Poutine estime qu'un référendum sur l'adhésion de l'Arménie à l'UE serait « logique »
Le président russe a également envisagé une issue à la guerre en Ukraine avec Schröder dans un rôle de négociateur
Lors d’une conférence de presse samedi, le président russe Vladimir Poutine a évoqué une éventuelle fin de la guerre en Ukraine, le rôle potentiel de Gerhard Schröder en tant que négociateur, et a comparé la candidature de l’Arménie à l’UE à ce qu’il a qualifié de début de « tout ce qui se passe » en Ukraine.

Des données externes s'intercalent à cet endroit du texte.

//! Stream reassembly: turns an append-only byte stream into validated frames.
//!
//! Scanning works on a single `BytesMut`. Each step looks for the start
//! marker, validates the header at that position and either
//! - extracts the frame (the consumed span and any noise before it leave
//!   the buffer),
//! - waits for more bytes, keeping the candidate start in place,
//! - steps one byte past a start marker whose computed end position does
//!   not hold an end marker (a payload byte equal to the marker), or
//! - reports a corrupt header and applies the [`Resync`] policy.

use bytes::{Buf, BytesMut};
use tracing::{debug, trace, warn};

use crate::codec::{Header, END_MARKER, MIN_FRAME_SIZE, START_MARKER};
use crate::error::{FrameError, Result};
use crate::frame::{Frame, Response};

const INITIAL_BUFFER_CAPACITY: usize = 4 * 1024;

/// Default cap on buffered, not-yet-framed input: 128 KiB.
pub const DEFAULT_MAX_BUFFER: usize = 128 * 1024;

/// What to do with buffered input after a corrupt header.
#[derive(Debug, Clone, Copy, PartialEq, Eq, Default)]
pub enum Resync {
    /// Drop everything buffered.
    #[default]
    DiscardBuffer,
    /// Drop only the corrupt start marker and keep scanning after it.
    SkipMarker,
}

/// Outcome of one extraction step.
#[derive(Debug, Clone, PartialEq, Eq)]
pub enum Extraction {
    /// A complete, validated frame was removed from the buffer.
    Frame(Frame),
    /// The buffer holds no complete frame yet.
    NeedMoreData,
    /// The header at the candidate start failed validation.
    Corrupt(Header),
}

/// Run one extraction step over `src`.
///
/// Bytes ahead of the first viable start marker are dropped: they cannot
/// begin a frame. A candidate whose header is valid but whose frame is not
/// yet complete stays at the front of `src`.
pub fn extract_frame(src: &mut BytesMut, resync: Resync) -> Extraction {
    let mut pos = 0usize;
    loop {
        let Some(offset) = src[pos..].iter().position(|&b| b == START_MARKER) else {
            if !src.is_empty() {
                trace!(discarded = src.len(), "no start marker in buffer");
                src.clear();
            }
            return Extraction::NeedMoreData;
        };
        let start = pos + offset;
        let available = src.len() - start;

        if available < MIN_FRAME_SIZE {
            src.advance(start);
            return Extraction::NeedMoreData;
        }

        let header = Header::from_bytes(src[start + 1], src[start + 2], src[start + 3]);
        if !header.is_valid() {
            match resync {
                Resync::DiscardBuffer => src.clear(),
                Resync::SkipMarker => src.advance(start + 1),
            }
            return Extraction::Corrupt(header);
        }

        let frame_size = header.frame_size();
        if available < frame_size {
            src.advance(start);
            return Extraction::NeedMoreData;
        }

        if src[start + frame_size - 1] != END_MARKER {
            trace!(
                position = start,
                frame_size,
                "start marker without matching end marker; skipping one byte"
            );
            pos = start + 1;
            continue;
        }

        src.advance(start);
        let raw = src.split_to(frame_size).freeze();
        return Extraction::Frame(Frame::from_wire(raw));
    }
}

/// Configuration for the [`Reassembler`].
#[derive(Debug, Clone)]
pub struct ReassemblerConfig {
    /// Maximum buffered bytes before the buffer is cleared. Default: 128 KiB.
    pub max_buffer_size: usize,
    /// Recovery policy after a corrupt header. Default: discard the buffer.
    pub resync: Resync,
}

impl Default for ReassemblerConfig {
    fn default() -> Self {
        Self {
            max_buffer_size: DEFAULT_MAX_BUFFER,
            resync: Resync::default(),
        }
    }
}

/// Counters describing what the reassembler has done so far.
#[derive(Debug, Clone, Copy, Default, PartialEq, Eq)]
pub struct ReassemblerStats {
    pub frames: u64,
    pub corrupt_headers: u64,
    pub overflows: u64,
    pub discarded_bytes: u64,
}

/// Buffers transport input and extracts classified responses.
///
/// Owns the only copy of not-yet-consumed input for one connection.
#[derive(Debug)]
pub struct Reassembler {
    buf: BytesMut,
    config: ReassemblerConfig,
    stats: ReassemblerStats,
}

impl Reassembler {
    /// Create a reassembler with default configuration.
    pub fn new() -> Self {
        Self::with_config(ReassemblerConfig::default())
    }

    /// Create a reassembler with explicit configuration.
    pub fn with_config(config: ReassemblerConfig) -> Self {
        Self {
            buf: BytesMut::with_capacity(INITIAL_BUFFER_CAPACITY),
            config,
            stats: ReassemblerStats::default(),
        }
    }

    /// Append `data` and extract every complete frame.
    ///
    /// Corrupt headers and overflows show up as `Err` items in stream order.
    pub fn push(&mut self, data: &[u8]) -> Vec<Result<Response>> {
        self.extend(data);
        let mut out = Vec::new();
        while let Some(item) = self.next_response() {
            out.push(item);
        }
        out
    }

    /// Append `data` without extracting.
    pub fn extend(&mut self, data: &[u8]) {
        self.buf.extend_from_slice(data);
    }

    /// Extract the next response from what is already buffered.
    ///
    /// Returns `None` when more input is needed.
    pub fn next_response(&mut self) -> Option<Result<Response>> {
        let before = self.buf.len();
        let extraction = extract_frame(&mut self.buf, self.config.resync);
        let consumed = before - self.buf.len();

        match extraction {
            Extraction::Frame(frame) => {
                self.stats.frames += 1;
                self.stats.discarded_bytes += (consumed - frame.wire_len()) as u64;
                debug!(
                    family = frame.family().value(),
                    code = frame.response_code(),
                    payload_len = frame.payload().len(),
                    "extracted frame"
                );
                Some(Ok(Response::classify(frame)))
            }
            Extraction::NeedMoreData => {
                self.stats.discarded_bytes += consumed as u64;
                if self.buf.len() > self.config.max_buffer_size {
                    let size = self.buf.len();
                    warn!(
                        size,
                        max = self.config.max_buffer_size,
                        "reassembly buffer overflow; clearing"
                    );
                    self.buf.clear();
                    self.stats.overflows += 1;
                    self.stats.discarded_bytes += size as u64;
                    return Some(Err(FrameError::BufferOverflow {
                        size,
                        max: self.config.max_buffer_size,
                    }));
                }
                None
            }
            Extraction::Corrupt(header) => {
                self.stats.corrupt_headers += 1;
                self.stats.discarded_bytes += consumed as u64;
                warn!(
                    len1 = header.len1,
                    len0 = header.len0,
                    lcs = header.lcs,
                    resync = ?self.config.resync,
                    "corrupt frame header"
                );
                Some(Err(FrameError::HeaderCorruption {
                    len1: header.len1,
                    len0: header.len0,
                    lcs: header.lcs,
                }))
            }
        }
    }

    /// Drop all buffered input.
    pub fn reset(&mut self) {
        if !self.buf.is_empty() {
            debug!(discarded = self.buf.len(), "reassembler reset");
            self.stats.discarded_bytes += self.buf.len() as u64;
        }
        self.buf.clear();
    }

    /// Number of buffered bytes.
    pub fn len(&self) -> usize {
        self.buf.len()
    }

    /// Whether nothing is buffered.
    pub fn is_empty(&self) -> bool {
        self.buf.is_empty()
    }

    /// The buffered bytes.
    pub fn buffered(&self) -> &[u8] {
        &self.buf
    }

    pub fn stats(&self) -> ReassemblerStats {
        self.stats
    }

    pub fn config(&self) -> &ReassemblerConfig {
        &self.config
    }
}

impl Default for Reassembler {
    fn default() -> Self {
        Self::new()
    }
}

Interrogé lors d’une conférence de presse après le défilé de la Journée de la Victoire sur les aspirations de Erevan à rejoindre l’UE, Poutine a affirmé qu’il serait « tout à fait logique d’organiser un référendum et de demander aux citoyens arméniens quel serait leur choix. Sur cette base, nous ferions également notre propre choix ».
Il a ajouté : « Et alors, nous aurions emprunté la voie d’une séparation en douceur, civilisée et mutuellement bénéfique. »
L’ancienne république soviétique a gelé son adhésion à l’alliance militaire de l’OTSC dirigée par la Russie en 2024, en raison de l’incapacité de la Russie à la défendre contre l’Azerbaïdjan, et a manifesté son intérêt pour rejoindre l’Union européenne, ce qui a provoqué la colère du Kremlin. Elle a également signé une série de mémorandums de sécurité visant à s’ancrer dans un réseau croissant de partenariats de défense européens et transatlantiques, et à s’éloigner de la Russie.
Poutine a également établi un parallèle avec l’Ukraine. « Nous vivons tous ce qui se passe actuellement en Ukraine. Mais comment tout cela a-t-il commencé ? Par la tentative de l’Ukraine de rejoindre l’UE. »
Lundi, l’Arménie a accueilli des dizaines de dirigeants, dont le président ukrainien Volodymyr Zelensky, à l’occasion d’un sommet de la Communauté politique européenne (CPE). Un sommet distinct entre l’UE et l’Arménie s’est ensuite tenu mardi dans la capitale, Erevan.
« Ce premier sommet UE-Arménie élève notre partenariat à un nouveau niveau et définit une orientation et un programme clairs pour les années à venir », a indiqué la présidente de la Commission européenne, Ursula von der Leyen.
À l’issue des deux sommets, la Russie a convoqué l’ambassadeur arménien pour lui faire des remontrances au sujet de l’accueil de Zelenskyy.
Poutine estime que la guerre touche à sa fin
Interrogé après le défilé sur la question de savoir si l’aide militaire occidentale à l’Ukraine était allée trop loin, Poutine a déclaré : « Ils ont commencé à intensifier la confrontation avec la Russie, qui se poursuit encore aujourd’hui. »
« Je pense que ce conflit touche à sa fin, mais la situation reste grave. »
« Ils ont passé des mois à attendre que la Russie subisse une défaite écrasante, que son État s’effondre. Cela n’a pas fonctionné. »
« Et puis ils se sont enlisés dans cette ornière et maintenant, ils ne peuvent plus s’en sortir », a déclaré Poutine, faisant référence aux pays occidentaux.
Poutine a ajouté qu’il était prêt à rencontrer Zelensky dans un pays tiers, mais seulement une fois que toutes les conditions d’un éventuel accord de paix seraient réglées.
« Cela devrait être le point final, pas les négociations elles-mêmes », a-t-il souligné.
Le dirigeant du Kremlin a évoqué l’ancien chancelier allemand Gerhard Schröder comme son médiateur européen préféré. « De tous les hommes politiques européens, je préférerais parler avec Schröder », a-t-il indiqué.
Schröder, âgé de 82 ans, est resté proche de Poutine longtemps après avoir quitté ses fonctions, se démarquant de la plupart des dirigeants occidentaux depuis l’invasion de l’Ukraine par la Russie en 2022.
Les responsables allemands ont réagi avec prudence, affirmant avoir « pris note » des commentaires de Poutine mais les considérant comme faisant partie d’une « série de fausses offres » de la part de la Russie, ont indiqué des sources gouvernementales.
Samedi, António Costa, le président du Conseil européen, a déclaré aux journalistes que l’UE ne s’entretiendrait avec Poutine qu’au « moment opportun ». Ces propos semblaient clarifier les déclarations qu’il avait faites la semaine dernière, lorsqu’il avait indiqué qu’il existait un « potentiel » pour des pourparlers de paix entre l’UE et la Russie et que l’Ukraine avait donné son soutien à l’UE pour s’engager dans cette voie.